Washington: Two buses carrying migrants were sent from Texas to just outside US Vice-President Kamala Harris’s residence here in DC, amid a growing political row over immigration ahead of the midterm polls.
Texas Republican governor said the move on Thursday was intentional and called for tighter immigration policies. It comes a day after Florida sent migrants to a Massachusetts island.
Both states appear to be escalating a tactic which has seen Republican states send migrants to Democratic areas.
“Harris claims our border is ‘secure’ (and) denies the crisis,” Texas Governor Greg Abbott later wrote on Twitter. “We’re sending migrants to her backyard to call on the Biden administration to do its job and secure the border.”

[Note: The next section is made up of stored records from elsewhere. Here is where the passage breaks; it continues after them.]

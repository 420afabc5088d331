use crate::PlugsResult;
use crate::command::setup::config::ProjectConfig;
use crate::command::setup::helpers::{
    display_chain_summary, display_new_chains, display_new_token, display_token_limits,
    display_welcome_message,
};
use crate::command::setup::states::*;
use crate::constants::assemble;
use crate::emit::Emit;
use crate::options::{
    ChainsOpt, HookOpt, LimitsOpt, NetworkOpt, NewTokenOpt, OwnerOpt, ProjectNameOpt,
    ProjectTypeOpt, TokensOpt,
};
use crate::registry::{Registry, Token};
use crate::utils::prompt::Prompter;

/// PROMPT UX:
/// =========
///
/// ==> Welcome! This command generates the configuration to deploy a SuperBridge or SuperToken.
///
/// ? Select project type
/// ? Enter project name (without spaces, use underscore instead of spaces, eg: socket_testnet)
/// ? Enter owner Address (Owner will be the deployer initially to configure roles)
/// ? Select Hook type (Recommended: Limit Hook)
/// ? Is the deployment for mainnet? (y/N)
impl Welcome {
    pub fn new(registry: Registry) -> Self {
        Welcome { registry }
    }

    pub fn describe_project(
        self,
        prompter: &mut dyn Prompter,
        project_type: &ProjectTypeOpt,
        project_name: &ProjectNameOpt,
        owner: &OwnerOpt,
        hook: &HookOpt,
        network: &NetworkOpt,
    ) -> PlugsResult<ProjectDescribed> {
        display_welcome_message();

        let project_type = project_type.get_or_prompt_project_type(prompter)?;
        let project_name = project_name.get_or_prompt_project_name(prompter)?;
        let owner = owner.get_or_prompt_owner(prompter)?;
        let hook_type = hook.get_or_prompt_hook(prompter)?;
        let network = network.get_or_prompt_network(prompter)?;
        tracing::debug!(%project_type, %project_name, %owner, %hook_type, %network);

        Ok(ProjectDescribed {
            registry: self.registry,
            project_type,
            project_name,
            owner,
            hook_type,
            network,
        })
    }
}

/// PROMPT UX:
/// =========
///
/// ? Want to add a new token? (select yes if you have an already deployed token) (y/N)
/// ? Enter token name
/// ? Enter token symbol
/// ? Enter token decimals
/// ? Select chain where token is deployed
/// ? Enter token address
impl ProjectDescribed {
    pub fn define_new_token(
        self,
        prompter: &mut dyn Prompter,
        options: &NewTokenOpt,
    ) -> PlugsResult<ProjectConfigured> {
        let new_token = options.get_or_prompt_new_token(prompter, &self.registry, self.network)?;
        if let Some(new_token) = &new_token {
            display_new_token(new_token);
        }
        Ok(ProjectConfigured {
            registry: self.registry,
            config: ProjectConfig {
                project_type: self.project_type,
                project_name: self.project_name,
                owner: self.owner,
                hook_type: self.hook_type,
                network: self.network,
                new_token,
            },
        })
    }
}

/// PROMPT UX:
/// =========
///
/// ? Select vault chains (check README for more info)
/// ? Select controller chains (check README for more info)
impl ProjectConfigured {
    pub fn select_chains(
        self,
        prompter: &mut dyn Prompter,
        options: &ChainsOpt,
    ) -> PlugsResult<ChainsSelected> {
        let selection = options.get_or_prompt_chains(
            prompter,
            &self.registry,
            self.config.project_type,
            self.config.network,
        )?;
        display_chain_summary(&selection);
        Ok(ChainsSelected {
            registry: self.registry,
            config: self.config,
            selection,
        })
    }
}

impl ChainsSelected {
    /// Registers the project, the new token and RPC keys for chains that have none.
    pub fn update_enums(mut self, emitter: &mut dyn Emit) -> PlugsResult<EnumsUpdated> {
        let all_chains = self.selection.all_chains();
        let new_chains = self.registry.chains_without_rpc_key(&all_chains);
        emitter.update_enums(
            &mut self.registry,
            &self.config.project_name,
            self.config.new_token.as_ref(),
            &new_chains,
        )?;
        display_new_chains(&self.registry, &new_chains);
        Ok(EnumsUpdated {
            registry: self.registry,
            config: self.config,
            selection: self.selection,
            all_chains,
        })
    }
}

/// PROMPT UX:
/// =========
///
/// ? Select tokens to connect
/// [ ] Moon
/// [ ] USDC
/// ...
impl EnumsUpdated {
    pub fn select_tokens(
        self,
        prompter: &mut dyn Prompter,
        options: &TokensOpt,
    ) -> PlugsResult<TokensSelected> {
        let tokens =
            options.get_or_prompt_tokens(prompter, &self.registry, self.config.project_type)?;
        Ok(TokensSelected {
            registry: self.registry,
            config: self.config,
            selection: self.selection,
            all_chains: self.all_chains,
            tokens,
        })
    }
}

impl TokensSelected {
    pub fn build_env_file(self, emitter: &mut dyn Emit) -> PlugsResult<EnvFileBuilt> {
        emitter.build_env_file(
            &self.registry,
            &self.config.project_name,
            self.config.project_type,
            &self.config.owner,
            &self.tokens,
            &self.all_chains,
        )?;
        Ok(EnvFileBuilt {
            registry: self.registry,
            config: self.config,
            selection: self.selection,
            tokens: self.tokens,
        })
    }
}

/// PROMPT UX:
/// =========
///
/// ? Enter sending limit for LOOKS
/// ? Enter receiving limit for LOOKS
impl EnvFileBuilt {
    pub fn collect_limits(
        self,
        prompter: &mut dyn Prompter,
        options: &LimitsOpt,
    ) -> PlugsResult<LimitsCollected> {
        let token_limits = options.get_or_prompt_limits(prompter, &self.registry, &self.tokens)?;
        display_token_limits(&token_limits);
        Ok(LimitsCollected {
            registry: self.registry,
            config: self.config,
            selection: self.selection,
            token_limits,
        })
    }
}

impl LimitsCollected {
    pub fn assemble_constants(self) -> ConstantsAssembled {
        let constants = assemble(&self.selection, &self.token_limits, self.config.hook_type);
        ConstantsAssembled {
            registry: self.registry,
            config: self.config,
            constants,
        }
    }
}

impl ConstantsAssembled {
    /// Writes the constants module and, for a new token, its deployed address.
    pub fn generate_files(self, emitter: &mut dyn Emit) -> PlugsResult<SetupCompleted> {
        emitter.generate_constants_file(
            &self.registry,
            self.config.project_type,
            &self.config.project_name,
            &self.constants,
        )?;
        if let Some(new_token) = &self.config.new_token {
            emitter.generate_token_addresses_file(
                &self.registry,
                new_token.chain_slug,
                &Token::new(new_token.symbol.clone()),
                &new_token.address,
            )?;
        }
        Ok(SetupCompleted {
            config: self.config,
            constants: self.constants,
        })
    }
}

As political tension over the number of people arriving at the US-Mexico border grows, states also including Arizona have sent thousands of migrants to cities like Chicago, New York and Washington DC which they accuse of failing to fully enforce immigration laws.
While legal experts say the tactic will likely be challenged in court, it remains unclear what the legal basis for such a challenge would be, a BBC report said.
Immigration groups in both Washington DC and the wealthy Massachusetts island of Martha’s Vineyard said they were not given an advance warning about the arrivals.
Television footage showed two buses — reportedly carrying between 75 and 100 people — arrive near the vice-president’s residence.
Migrants, who were mostly from Venezuela, gathered their belongings and stood huddled up.
A non-governmental organisation later came and reportedly transported them to a church, the BBC said.
While officials in Texas told the migrants they were headed to Washington, they only learned that they were at the vice-president’s house when told by journalists present at the spot.
BBC quoted a local volunteer helping the migrants, Carla Bustillos, as saying that immigration organisations were only told about the arrivals at the last minute. “While we’re doing this political show, we have human beings feeling that their suffering is being exploited,” she said.